→ **What you are asked to do**
Repeat only the lines below from the one containing "pub const PARTICLE_SPIN: f32 = 0.1;" through the one containing "pub const SPELL_ADVANCE_DELAY: Duration", inclusive, exactly as written.

[Opening Available data section]

//! Fun Zone - mini-games and pointer trail for the Gurukul school site
//!
//! Core modules:
//! - `sim`: Game-agnostic engine (seeded RNG, deferred tasks, session state machine)
//! - `games`: The six round games and the selector that mounts them
//! - `trail`: Pointer particle trail simulation
//! - `renderer`: WebGPU rendering of the trail overlay
//! - `ui`: View models (menu cards, Game Over overlay)
//! - `config`: Injectable content catalog (symbols, words, colours)

pub mod config;
pub mod games;
pub mod renderer;
pub mod settings;
pub mod sim;
pub mod trail;
pub mod ui;

pub use config::{Catalog, ConfigError};
pub use games::{GameAction, GameId, GameSelector};
pub use settings::{QualityPreset, Settings};
pub use sim::{Outcome, Phase, Session};
pub use trail::Trail;

/// Game and trail tuning constants
pub mod consts {
    use std::time::Duration;

    /// Particles spawned per pointer-move event
    pub const TRAIL_BURST: usize = 3;
    /// Spawn size range (pixels)
    pub const PARTICLE_MIN_SPAWN_SIZE: f32 = 4.0;
    pub const PARTICLE_MAX_SPAWN_SIZE: f32 = 14.0;
    /// Horizontal spawn speed is drawn from ±this (pixels/frame)
    pub const PARTICLE_SPREAD: f32 = 1.5;
    /// Constant upward bias added to the vertical spawn speed
    pub const PARTICLE_LIFT: f32 = 1.0;
    /// Rotation speed is drawn from ±this (radians/frame)
    pub const PARTICLE_SPIN: f32 = 0.1;
    /// Opacity lost every frame
    pub const OPACITY_DECAY: f32 = 0.015;
    /// Size multiplier applied every frame
    pub const SIZE_DECAY: f32 = 0.97;
    /// Particles smaller than this are retired
    pub const MIN_PARTICLE_SIZE: f32 = 0.5;
    /// Glow blur radius around every shape (pixels)
    pub const GLOW_RADIUS: f32 = 10.0;
    /// Star spike count
    pub const STAR_POINTS: usize = 5;

    /// Memory Match: cumulative misses that end the session
    pub const MAX_MISSES: u32 = 10;
    /// Memory Match: delay before a matching pair locks in
    pub const MATCH_DELAY: Duration = Duration::from_millis(500);
    /// Memory Match: delay before a mismatched pair flips back
    pub const MISMATCH_DELAY: Duration = Duration::from_millis(1000);
    /// Memory Match: reported score per matched pair
    pub const POINTS_PER_MATCH: u32 = 10;

    /// Math Whiz: operand range (inclusive)
    pub const MATH_MIN_OPERAND: u32 = 1;
    pub const MATH_MAX_OPERAND: u32 = 10;
    /// Math Whiz: distractors lie within ±this of the answer
    pub const MATH_DISTRACTOR_SPREAD: u32 = 3;
    pub const MATH_POINTS: u32 = 10;

    /// Emoji Pop: countdown length in one-second ticks
    pub const POP_SECONDS: u32 = 30;
    pub const POP_TICK: Duration = Duration::from_secs(1);
    /// Emoji Pop: symbol placement band (percent of each axis)
    pub const POP_MIN_PERCENT: f32 = 15.0;
    pub const POP_MAX_PERCENT: f32 = 85.0;

    /// Spelling Bee: how long the success banner lingers before the next word
    pub const SPELL_ADVANCE_DELAY: Duration = Duration::from_millis(1000);
    pub const SPELL_POINTS: u32 = 10;

    /// Quick Count: counted items per round (inclusive)
    pub const COUNT_MIN: u32 = 1;
    pub const COUNT_MAX: u32 = 8;
    /// Quick Count: range offered options are drawn from (inclusive)
    pub const COUNT_OPTION_MAX: u32 = 10;

    /// Number of options shown by Math Whiz and Quick Count
    pub const CHOICE_COUNT: usize = 3;
}
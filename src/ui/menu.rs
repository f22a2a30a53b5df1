use serde::Serialize;

use crate::games::GameId;

/// One card on the game menu
#[derive(Debug, Clone, PartialEq, Eq, Serialize)]
pub struct MenuEntry {
    pub id: GameId,
    pub title: &'static str,
    pub icon: &'static str,
    pub accent: &'static str,
    pub tagline: &'static str,
}

impl MenuEntry {
    pub fn for_game(id: GameId) -> Self {
        let (title, icon, tagline) = match id {
            GameId::Memory => ("Memory Match", "🧩", "Find the twins!"),
            GameId::Math => ("Math Whiz", "🧮", "Numbers are fun!"),
            GameId::Pop => ("Emoji Pop", "🎈", "Pop pop pop!"),
            GameId::Spell => ("Spelling Bee", "🐝", "Unscramble words!"),
            GameId::Color => ("Color Quest", "🎨", "Find the rainbow!"),
            GameId::Count => ("Quick Count", "🔢", "1, 2, 3... Go!"),
        };
        Self {
            id,
            title,
            icon,
            accent: id.accent(),
            tagline,
        }
    }
}

/// Menu cards in display order
pub fn menu() -> Vec<MenuEntry> {
    GameId::ALL.into_iter().map(MenuEntry::for_game).collect()
}
#[cfg(not(target_arch = "wasm32"))]
fn main() {
    env_logger::Builder::from_env(env_logger::Env::default().default_filter_or("info")).init();
    log::info!("Fun Zone (native) - headless demo");
    log::info!("The browser build is driven by the host page via `trunk serve`");

    let seed = std::env::args()
        .nth(1)
        .and_then(|s| s.parse().ok())
        .unwrap_or(2024);
    demo::run(seed);
}

#[cfg(target_arch = "wasm32")]
fn main() {
    // WASM entry point is wasm_main
}

#[cfg(not(target_arch = "wasm32"))]
mod demo {
    use std::time::Duration;

    use funzone::games::{ActiveGame, GameAction, GameId, GameSelector};
    use funzone::sim::{Outcome, Phase};
    use funzone::ui::{OverlayAction, menu};
    use funzone::{Catalog, Settings, Trail};

    /// Right answers for the current round
    fn winning_moves(game: &ActiveGame) -> Vec<GameAction> {
        match game {
            ActiveGame::Memory(s) => {
                let cards = &s.round().cards;
                let Some(first) = cards.iter().position(|c| !c.face_up()) else {
                    return Vec::new();
                };
                cards
                    .iter()
                    .enumerate()
                    .skip(first + 1)
                    .find(|(_, c)| c.symbol == cards[first].symbol)
                    .map(|(second, _)| vec![GameAction::Flip(first), GameAction::Flip(second)])
                    .unwrap_or_default()
            }
            ActiveGame::Math(s) => vec![GameAction::Choose(s.round().answer)],
            ActiveGame::Pop(_) => vec![GameAction::Pop],
            ActiveGame::Spell(s) => vec![GameAction::Submit(s.round().word.to_lowercase())],
            ActiveGame::Color(s) => {
                let prompt = s.round();
                prompt
                    .swatches
                    .iter()
                    .position(|sw| sw.name == prompt.target.name)
                    .map(|i| vec![GameAction::Pick(i)])
                    .unwrap_or_default()
            }
            ActiveGame::Count(s) => vec![GameAction::Choose(s.round().count)],
        }
    }

    /// A move that ends the session, if the game has one
    fn losing_move(game: &ActiveGame) -> Option<Vec<GameAction>> {
        match game {
            ActiveGame::Memory(s) => {
                let cards = &s.round().cards;
                let hidden: Vec<usize> = (0..cards.len()).filter(|&i| !cards[i].face_up()).collect();
                let first = *hidden.first()?;
                let other = hidden
                    .iter()
                    .copied()
                    .find(|&i| cards[i].symbol != cards[first].symbol)?;
                Some(vec![GameAction::Flip(first), GameAction::Flip(other)])
            }
            ActiveGame::Math(s) => Some(vec![GameAction::Choose(s.round().answer + 100)]),
            ActiveGame::Pop(_) => None,
            ActiveGame::Spell(_) => Some(vec![GameAction::Submit("ZZZ".to_string())]),
            ActiveGame::Color(s) => {
                let prompt = s.round();
                let wrong = prompt.swatches.iter().position(|sw| sw.name != prompt.target.name)?;
                Some(vec![GameAction::Pick(wrong)])
            }
            ActiveGame::Count(_) => Some(vec![GameAction::Choose(0)]),
        }
    }

    fn play(selector: &mut GameSelector, moves: Vec<GameAction>) {
        for action in moves {
            let outcome = selector.act(action.clone());
            log::debug!("{:?} -> {:?}", action, outcome);
        }
        // Let delayed match/advance tasks fire
        selector.advance(Duration::from_millis(1000));
    }

    fn autoplay(selector: &mut GameSelector, id: GameId) {
        selector.select(id);
        for _ in 0..5 {
            let Some(moves) = selector.active().map(winning_moves) else {
                return;
            };
            play(selector, moves);
        }

        while selector.status().map(|s| s.phase) == Some(Phase::InProgress) {
            match selector.active().and_then(losing_move) {
                Some(moves) => play(selector, moves),
                None => {
                    if selector.active().map(ActiveGame::pending_tasks) == Some(0) {
                        // Board cleared, nothing left to lose
                        break;
                    }
                    // Only the clock ends this one
                    let fired = selector.advance(Duration::from_secs(1));
                    if fired.contains(&Outcome::Failed) {
                        break;
                    }
                }
            }
        }

        if let Some(overlay) = selector.overlay() {
            log::info!("{} {} {}", overlay.emoji, overlay.title, overlay.score_line());
        }
        selector.apply_overlay(OverlayAction::Back);
    }

    pub fn run(seed: u64) {
        let catalog = Catalog::default();
        let mut selector = GameSelector::new(catalog.clone(), seed);
        for entry in menu() {
            log::info!("{} {}: {}", entry.icon, entry.title, entry.tagline);
            autoplay(&mut selector, entry.id);
        }

        let settings = Settings::default();
        match Trail::from_catalog(&catalog, &settings, seed) {
            Ok(mut trail) => {
                trail.mount();
                trail.resize(800, 600);
                for step in 0..20 {
                    trail.pointer_moved(100.0 + step as f32 * 10.0, 300.0);
                    trail.frame();
                }
                let vertices = trail.vertices(settings.quality.circle_segments());
                log::info!(
                    "trail: {} particles, {} vertices",
                    trail.len(),
                    vertices.len()
                );
                trail.unmount();
            }
            Err(e) => log::error!("bad trail palette: {}", e),
        }
    }
}
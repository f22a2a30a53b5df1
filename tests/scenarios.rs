//! End-to-end play through the selector and the overlay

use std::time::Duration;

use funzone::games::math::{MathWhiz, Operator, Problem};
use funzone::games::{ActiveGame, GameAction, GameId, GameSelector};
use funzone::sim::{Outcome, Phase, Session};
use funzone::ui::OverlayAction;
use funzone::{Catalog, ConfigError};

fn memory_cards(sel: &GameSelector) -> Vec<(String, bool)> {
    match sel.active() {
        Some(ActiveGame::Memory(s)) => s
            .round()
            .cards
            .iter()
            .map(|c| (c.symbol.clone(), c.face_up()))
            .collect(),
        other => panic!("expected memory, got {:?}", other.map(ActiveGame::id)),
    }
}

fn memory_misses(sel: &GameSelector) -> u32 {
    match sel.active() {
        Some(ActiveGame::Memory(s)) => s.round().misses,
        _ => 0,
    }
}

#[test]
fn math_seven_plus_two() {
    let problem = Problem {
        lhs: 7,
        rhs: 2,
        op: Operator::Plus,
        answer: 9,
        options: vec![12, 9, 6],
    };
    assert_eq!(problem.question(), "7 + 2 = ?");

    let mut s = Session::with_round(MathWhiz, 1, problem.clone());
    assert_eq!(
        s.act(9),
        Outcome::Scored {
            points: 10,
            next_round: true
        }
    );
    assert_eq!(s.score(), 10);

    for wrong in [6, 12] {
        let mut s = Session::with_round(MathWhiz, 1, problem.clone());
        assert_eq!(s.act(wrong), Outcome::Failed);
        assert_eq!(s.phase(), Phase::GameOver);
        assert_eq!(s.score(), 0);
    }
}

#[test]
fn memory_tenth_miss_ends_with_scaled_score() {
    let mut sel = GameSelector::new(Catalog::default(), 77);
    sel.select(GameId::Memory);

    // One pair first so the overlay has something to scale
    let cards = memory_cards(&sel);
    let twin = (1..cards.len()).find(|&i| cards[i].0 == cards[0].0).unwrap();
    sel.act(GameAction::Flip(0));
    sel.act(GameAction::Flip(twin));
    sel.advance(Duration::from_millis(500));
    assert_eq!(sel.status().unwrap().score, 1);

    while memory_misses(&sel) < 9 {
        let cards = memory_cards(&sel);
        let a = cards.iter().position(|c| !c.1).unwrap();
        let b = (0..cards.len())
            .find(|&i| !cards[i].1 && cards[i].0 != cards[a].0)
            .unwrap();
        sel.act(GameAction::Flip(a));
        assert_eq!(sel.act(GameAction::Flip(b)), Outcome::Pending);
        assert_eq!(sel.advance(Duration::from_millis(1000)), vec![Outcome::Pending]);
    }
    assert_eq!(sel.status().unwrap().phase, Phase::InProgress);

    let cards = memory_cards(&sel);
    let a = cards.iter().position(|c| !c.1).unwrap();
    let b = (0..cards.len())
        .find(|&i| !cards[i].1 && cards[i].0 != cards[a].0)
        .unwrap();
    sel.act(GameAction::Flip(a));
    sel.act(GameAction::Flip(b));
    assert_eq!(sel.advance(Duration::from_millis(1000)), vec![Outcome::Failed]);
    assert_eq!(memory_misses(&sel), 10);

    let overlay = sel.overlay().unwrap();
    assert_eq!(overlay.score_line(), "Final Score: 10");
    assert_eq!(sel.act(GameAction::Flip(a)), Outcome::Ignored);

    sel.apply_overlay(OverlayAction::Restart);
    assert_eq!(memory_misses(&sel), 0);
    assert!(memory_cards(&sel).iter().all(|c| !c.1));
}

#[test]
fn spelling_accepts_lowercase_mango() {
    let catalog = Catalog::from_json(r#"{"words": ["mango"]}"#).unwrap();
    let mut sel = GameSelector::new(catalog, 5);
    sel.select(GameId::Spell);

    let json: serde_json::Value = serde_json::from_str(&sel.snapshot_json().unwrap()).unwrap();
    let mut scrambled: Vec<char> = json["round"]["scrambled"].as_str().unwrap().chars().collect();
    scrambled.sort_unstable();
    assert_eq!(scrambled, vec!['A', 'G', 'M', 'N', 'O']);

    assert!(matches!(
        sel.act(GameAction::Submit("mango".into())),
        Outcome::Scored { points: 10, .. }
    ));
    assert_eq!(sel.advance(Duration::from_secs(1)), vec![Outcome::NextRound]);
    assert_eq!(sel.status().unwrap().score, 10);
}

#[test]
fn emoji_pop_countdown_keeps_tap_count() {
    let mut sel = GameSelector::new(Catalog::default(), 12);
    sel.select(GameId::Pop);
    for _ in 0..4 {
        sel.act(GameAction::Pop);
    }
    let mut fired = Vec::new();
    for _ in 0..30 {
        fired.extend(sel.advance(Duration::from_secs(1)));
    }
    assert_eq!(fired.len(), 30);
    assert_eq!(fired.last(), Some(&Outcome::Failed));

    let status = sel.status().unwrap();
    assert_eq!(status.phase, Phase::GameOver);
    assert_eq!(status.score, 4);
    assert_eq!(sel.overlay().unwrap().final_score, 4);
}

#[test]
fn switching_games_never_leaks_state() {
    let mut sel = GameSelector::new(Catalog::default(), 3);
    sel.select(GameId::Pop);
    sel.act(GameAction::Pop);
    sel.select(GameId::Count);
    assert_eq!(sel.active_id(), Some(GameId::Count));
    assert_eq!(sel.status().unwrap().score, 0);
    // The Pop countdown went with its session
    assert!(sel.advance(Duration::from_secs(60)).is_empty());
}

#[test]
fn bad_catalog_rejected() {
    assert!(matches!(
        Catalog::from_json(r#"{"words": []}"#),
        Err(ConfigError::Empty { field: "words" })
    ));
    assert!(matches!(
        Catalog::from_json(r##"{"trail_palette": ["#12345"]}"##),
        Err(ConfigError::BadColor(_))
    ));
}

[Closing Available data section]

→ **Reply**
    pub const PARTICLE_SPIN: f32 = 0.1;
    /// Opacity lost every frame
    pub const OPACITY_DECAY: f32 = 0.015;
    /// Size multiplier applied every frame
    pub const SIZE_DECAY: f32 = 0.97;
    /// Particles smaller than this are retired
    pub const MIN_PARTICLE_SIZE: f32 = 0.5;
    /// Glow blur radius around every shape (pixels)
    pub const GLOW_RADIUS: f32 = 10.0;
    /// Star spike count
    pub const STAR_POINTS: usize = 5;

    /// Memory Match: cumulative misses that end the session
    pub const MAX_MISSES: u32 = 10;
    /// Memory Match: delay before a matching pair locks in
    pub const MATCH_DELAY: Duration = Duration::from_millis(500);
    /// Memory Match: delay before a mismatched pair flips back
    pub const MISMATCH_DELAY: Duration = Duration::from_millis(1000);
    /// Memory Match: reported score per matched pair
    pub const POINTS_PER_MATCH: u32 = 10;

    /// Math Whiz: operand range (inclusive)
    pub const MATH_MIN_OPERAND: u32 = 1;
    pub const MATH_MAX_OPERAND: u32 = 10;
    /// Math Whiz: distractors lie within ±this of the answer
    pub const MATH_DISTRACTOR_SPREAD: u32 = 3;
    pub const MATH_POINTS: u32 = 10;

    /// Emoji Pop: countdown length in one-second ticks
    pub const POP_SECONDS: u32 = 30;
    pub const POP_TICK: Duration = Duration::from_secs(1);
    /// Emoji Pop: symbol placement band (percent of each axis)
    pub const POP_MIN_PERCENT: f32 = 15.0;
    pub const POP_MAX_PERCENT: f32 = 85.0;

    /// Spelling Bee: how long the success banner lingers before the next word
    pub const SPELL_ADVANCE_DELAY: Duration = Duration::from_millis(1000);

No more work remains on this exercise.